No country should be allowed to instigate regional chaos, the Chinese president says, after North Korea increases threats to attack the US and South Korea and warns of pre-emptive nuclear strikes.
China's Xi warns against regional chaos amid Korea tensions
BEIJING // No country should be allowed to instigate regional chaos, the Chinese president said yesterday after North Korea's mounting threats to attack the US and South Korea included warnings of pre-emptive nuclear strikes.
"No one should be allowed to throw a region and even the whole world into chaos for selfish gains," Xi Jinping said. "While pursuing its own interests, a country should accommodate the legitimate interests of others."
China, North Korea's biggest trading partner, has advocated talks to ease tensions that escalated after Kim Jong-un's regime detonated a nuclear device in February in defiance of tightened United Nations sanctions.

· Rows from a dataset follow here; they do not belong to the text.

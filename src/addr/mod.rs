//! Address records and connection targets

mod record;
mod target;

pub use record::{AddressBook, AddressFamily, AddressRecord, Destination};
pub use target::{
    format_target, write_current, write_next, FileTargetSink, MemoryTargetSink, PublishedTarget,
    TargetSink,
};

The US ambassador to the UN, Susan Rice, last week said Washington is pushing Mr Xi's government to "do more" to rein in its ally. In an effort to reduce strains, the US delayed a test of an intercontinental ballistic missile.

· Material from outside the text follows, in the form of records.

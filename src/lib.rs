//! Dig a perfect maze with the hole-digging (anahori) method
//!
//! The maze lives on a [`Grid`] of odd width and height, surrounded by a
//! sentinel border. [`carve`] digs corridors two cells at a time from a
//! random starting cell, backtracking when stuck, until every reachable
//! cell is dug. The result has exactly one path between any two open
//! cells.
//!
//! # Examples
//! ```
//! use anahori_maze::{Grid, MazeGenerator};
//!
//! let mut gen = MazeGenerator::new(Some(42));
//! let maze: Grid = gen.generate_maze(11, 7).unwrap();
//!
//! let lines = maze.render();
//! assert_eq!(lines.len(), 7);
//! assert!(lines.iter().all(|line| line.chars().count() == 11));
//! println!("{}", maze);
//! ```
//!
//! Any [`rand::Rng`] can drive the digger:
//! ```
//! use anahori_maze::{carve, Grid};
//! use rand::{rngs::StdRng, SeedableRng};
//!
//! let mut grid = Grid::new(5, 5).unwrap();
//! carve(&mut grid, &mut StdRng::seed_from_u64(0));
//! // Standing cells are always dug
//! assert!(grid.get(2, 2) && grid.get(4, 4));
//! ```

pub mod grid;
pub mod maze_generator;

pub use grid::Grid;
pub use maze_generator::{carve, Direction, MazeGenerator, RandomSource};
//! CLI for maze generation

use anahori_maze::maze_generator::MazeGenerator;
use anyhow::Context;
use clap::Parser;
use log::info;

/// Perfect maze generator, digging holes from a random starting point
#[derive(Parser, Debug)]
#[command(version, about, long_about = None)]
struct Args {
    /// Maze width, odd and at least 3
    #[arg(value_parser = parse_dimension)]
    width: usize,

    /// Maze height, odd and at least 3
    #[arg(value_parser = parse_dimension)]
    height: usize,

    /// Random seed
    #[arg(long)]
    seed: Option<u64>,
}

/// Accept odd integers of at least 3
fn parse_dimension(s: &str) -> Result<usize, String> {
    let val: usize = s
        .parse()
        .map_err(|_| format!("`{}` is not a positive integer", s))?;
    if val < 3 || val % 2 == 0 {
        return Err(format!("{} must be odd and at least 3", val));
    }
    Ok(val)
}

/// Generate maze, print output
fn main() -> anyhow::Result<()> {
    env_logger::init();
    let args = Args::parse();
    info!("Generating {}x{} maze, seed {:?}", args.width, args.height, args.seed);

    let mut gen = MazeGenerator::new(args.seed);
    let maze = gen
        .generate_maze(args.width, args.height)
        .context("Could not generate maze")?;
    println!("{}", maze);
    Ok(())
}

"While President Xi didn't refer to North Korea, it is fair" to interpret his comments as directed towards the Korean situation, said Fang Xiuyu, a professor of Korean studies at Fudan University. "Xi's remarks are the most decisive comments so far from the Chinese side of the issue."
The US has decided to postpone a test of a Minuteman III intercontinental missile in California to avoid exacerbating the situation, according to a defence department official who asked not to be named. The defence secretary, Chuck Hagel, made the decision to reschedule the test, which will probably be next month, the official said.
China is "seriously concerned" about the rising tensions and will safeguard the rights and safety of its citizens in North Korea, the foreign ministry spokesman, Hong Lei, said. The Chinese embassy in Pyongyang is under normal operations, he added.
His statement came after North Korea last week asked countries including Russia and the UK to consider evacuating their embassies from the capital, warning that they can't be protected. North Korea told South Korean companies in the jointly run Kaesong industrial complex to leave by Wednesday.
South Korea said yesterday that Mr Kim's regime may fire a missile on or around that date. The president, Park Geun-hye, is ready for any provocation, a government spokesman said.
While China and the US last month agreed on tougher UN Security Council sanctions against North Korea after its nuclear test, American officials have travelled to Beijing to seek commitment on implementation.
"Clearly, with the border that they have, with the economic relationship that they have, they can do more," Ms Rice said on Friday.
The Obama administration is seeking "a de-escalation of these tensions", she said, adding that the US wants to convey the message that it can defend itself and its allies without "getting too jumpy".
In his speech yesterday, Mr Xi also said that the right of countries to independently choose their social systems and development paths should be respected and that non-Asian countries should respect Asian diversity. Countries from outside Asia are welcome to play a constructive role in regional stability and development, Mr Xi said.
His admonition against regional disorder "is a tough warning to the Kim regime not to escalate tensions", said Willy Lam, an adjunct professor of history at the Chinese University of Hong Kong.
"I think this warning also has implications for the US and South Korea to cool it a little bit and not to provoke the Kim regime."